Ahh, America. There is just something uniquely American about a gigantic station wagon slathered in fake wood. What you're seeing here is one of the last of the truly huge wagons, the 1976 Buick Estate Wagon.
The Estate was introduced as the top-line Buick wagon in 1970 and was built on the B-platform for one year, then completely redone for '71 on the 127-inch wheelbase C-platform normally reserved for the massive Electra 225 luxury sedan. The car got bigger and bigger until 1976, when the Estate Wagon measured just a smidge under 232 inches in length (over 19 feet!)
These are known as "clamshell" wagons, for their spiffy two-piece tailgates. When opened, the window part came up into the roof and the metal part slid down inside the body behind the rear bumper. It was an ingenious solution to the problem of... having a successful tailgate party? I suppose it was done for a cleaner look and to cater to customers tired of having to lean over an open tailgate. It would also solve the problem of my next door neighbor who has broken at least three rear windows on multiple SUVs by leaving the rear hatch glass open and then backing out of the garage.
I really want to like this wagon. It wears artificial wood like wallpaper and has an attitude that tells everyone to get the hell out of its way. However the overall vehicle design looks like a rehash of a 5-year-old car, which it was at the time it was built.
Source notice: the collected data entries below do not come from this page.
#[derive(Debug, thiserror::Error)]
pub enum AtlasError {
    #[error("metadata file is empty, expected a `WIDTH HEIGHT COLUMNS` header")]
    MissingHeader,
    #[error("invalid header line {0:?}, expected `WIDTH HEIGHT COLUMNS`")]
    InvalidHeaderLine(String),
    #[error("block `{name}` is missing required metadata key `{key}`")]
    MissingMetadataValue { name: String, key: &'static str },
    #[error("block `{name}` has invalid `{key}` value {value:?}")]
    InvalidMetadataValue { name: String, key: &'static str, value: String },
    #[error("I/O error loading atlas: {0}")]
    Io(#[from] std::io::Error),
    #[error("failed to decode atlas PNG: {0}")]
    Image(#[from] image::ImageError),
}

/// Per-face lighting treatment, chosen per block kind during preparation.
#[derive(Debug, Clone, Copy, PartialEq, Eq)]
pub enum LightingType {
    None,
    Simple,
    Smooth,
    /// Top face gets smooth corner lighting, remaining faces stay simple
    /// -- used for waterlogged blocks whose water-top sprite is blended
    /// in separately.
    SmoothTopRemainingSimple,
}

impl LightingType {
    fn parse(s: &str) -> Option<Self> {
        Some(match s {
            "none" => Self::None,
            "simple" => Self::Simple,
            "smooth" => Self::Smooth,
            "smooth_top_remaining_simple" => Self::SmoothTopRemainingSimple,
            _ => return None,
        })
    }
}

bitflags! {
    /// Which faces a sprite's UV mask actually paints; computed by
    /// scanning the mask rather than trusting metadata.
    #[derive(Debug, Clone, Copy, PartialEq, Eq)]
    pub struct SideMask: u8 {
        const LEFT  = 0b001;
        const RIGHT = 0b010;
        const UP    = 0b100;
    }
}

/// Whether and how a block picks up biome tinting.
#[derive(Debug, Clone, Copy, PartialEq, Eq)]
pub enum BiomeTint {
    /// Tint is alpha-blended directly over the sprite.
    Normal,
    /// Tint is first modulated by a `<name>_biome_mask` sprite, avoiding a
    /// white halo at the tinted region's edges.
    Masked,
}

/// One block state's prepared sprite and the metadata needed to render it.
#[derive(Clone)]
pub struct BlockImage {
    pub sprite: RgbaImage,
    pub uv_mask: RgbaImage,
    pub is_air: bool,
    pub biome_tint: Option<BiomeTint>,
    pub biome_colors: Option<ColorMapType>,
    pub biome_colormap: Option<ColorMap>,
    pub biome_mask: Option<RgbaImage>,
    pub is_waterloggable: bool,
    pub lighting_type: LightingType,
    pub faulty_lighting: bool,
    pub partial: bool,
    pub shadow_edges: bool,
    pub side_mask: SideMask,
    pub is_transparent: bool,
    /// A full (non-flowing) water source block, eligible for the
    /// partial-water-variant promotion.
    pub is_full_water: bool,
    /// Counts as "water" for a full-water block's neighbor check even
    /// though it isn't water itself (e.g. ice).
    pub is_water_like: bool,
}

impl BlockImage {
    fn air(width: u32, height: u32) -> Self {
        Self {
            sprite: RgbaImage::new(width, height),
            uv_mask: RgbaImage::new(width, height),
            is_air: true,
            biome_tint: None,
            biome_colors: None,
            biome_colormap: None,
            biome_mask: None,
            is_waterloggable: false,
            lighting_type: LightingType::None,
            faulty_lighting: false,
            partial: false,
            shadow_edges: false,
            side_mask: SideMask::empty(),
            is_transparent: true,
            is_full_water: false,
            is_water_like: false,
        }
    }
}

struct RawEntry {
    state: BlockState,
    color_cell: Option<usize>,
    uv_cell: Option<usize>,
    is_air: bool,
    biome_type: Option<String>,
    biome_colors: Option<String>,
    biome_colormap: Option<String>,
    is_waterloggable: bool,
    lighting_type: Option<String>,
    faulty_lighting: bool,
    partial: bool,
    shadow_edges: Option<bool>,
    is_full_water: bool,
    is_water_like: bool,
}

fn parse_bool(value: &str) -> bool {
    value == "true" || value == "1"
}

fn parse_entry(line: &str) -> Option<RawEntry> {
    let mut tokens = line.split_whitespace();
    let name = tokens.next()?;
    let variant = tokens.next()?;
    let state = BlockState::parse(name, variant);

    let mut entry = RawEntry {
        state,
        color_cell: None,
        uv_cell: None,
        is_air: false,
        biome_type: None,
        biome_colors: None,
        biome_colormap: None,
        is_waterloggable: false,
        lighting_type: None,
        faulty_lighting: false,
        partial: false,
        shadow_edges: None,
        is_full_water: false,
        is_water_like: false,
    };

    for token in tokens {
        let Some((key, value)) = token.split_once('=') else {
            continue;
        };
        match key {
            "color" => entry.color_cell = value.parse().ok(),
            "uv" => entry.uv_cell = value.parse().ok(),
            "is_air" => entry.is_air = parse_bool(value),
            "biome_type" => entry.biome_type = Some(value.to_string()),
            "biome_colors" => entry.biome_colors = Some(value.to_string()),
            "biome_colormap" => entry.biome_colormap = Some(value.to_string()),
            "is_waterloggable" => entry.is_waterloggable = parse_bool(value),
            "lighting_type" => entry.lighting_type = Some(value.to_string()),
            "faulty_lighting" => entry.faulty_lighting = parse_bool(value),
            "partial" => entry.partial = parse_bool(value),
            "shadow_edges" => entry.shadow_edges = Some(parse_bool(value)),
            "full_water" => entry.is_full_water = parse_bool(value),
            "water_like" => entry.is_water_like = parse_bool(value),
            _ => {}
        }
    }
    Some(entry)
}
The front end features a more squared-off shape than earlier Estates, and one of the first uses of rectangular headlights on a GM car. It was a harbinger of the all-new 1977 full-size line which would be much smaller and more modern-looking than the leviathan seen here.
Condition is pretty good on this car and looks like a preserved survivor, right down to the dated but clean caramel interior, whitewall tires and full wheel covers. It needs some paint touch-up, a little dent repair and one headlamp is loose. Being a 1976 model, this car is one year too new to be smog-exempt, and therefore is subject to California emissions testing forever. With fuel prices rising like they are, it's no surprise that an owner would sell off his old gas-guzzling battlecruiser. I just hope the new owner will keep on trucking where the previous one left off. Far too many of these boats have fallen into the hands of demolition derby "racers" for whom no classic is sacred.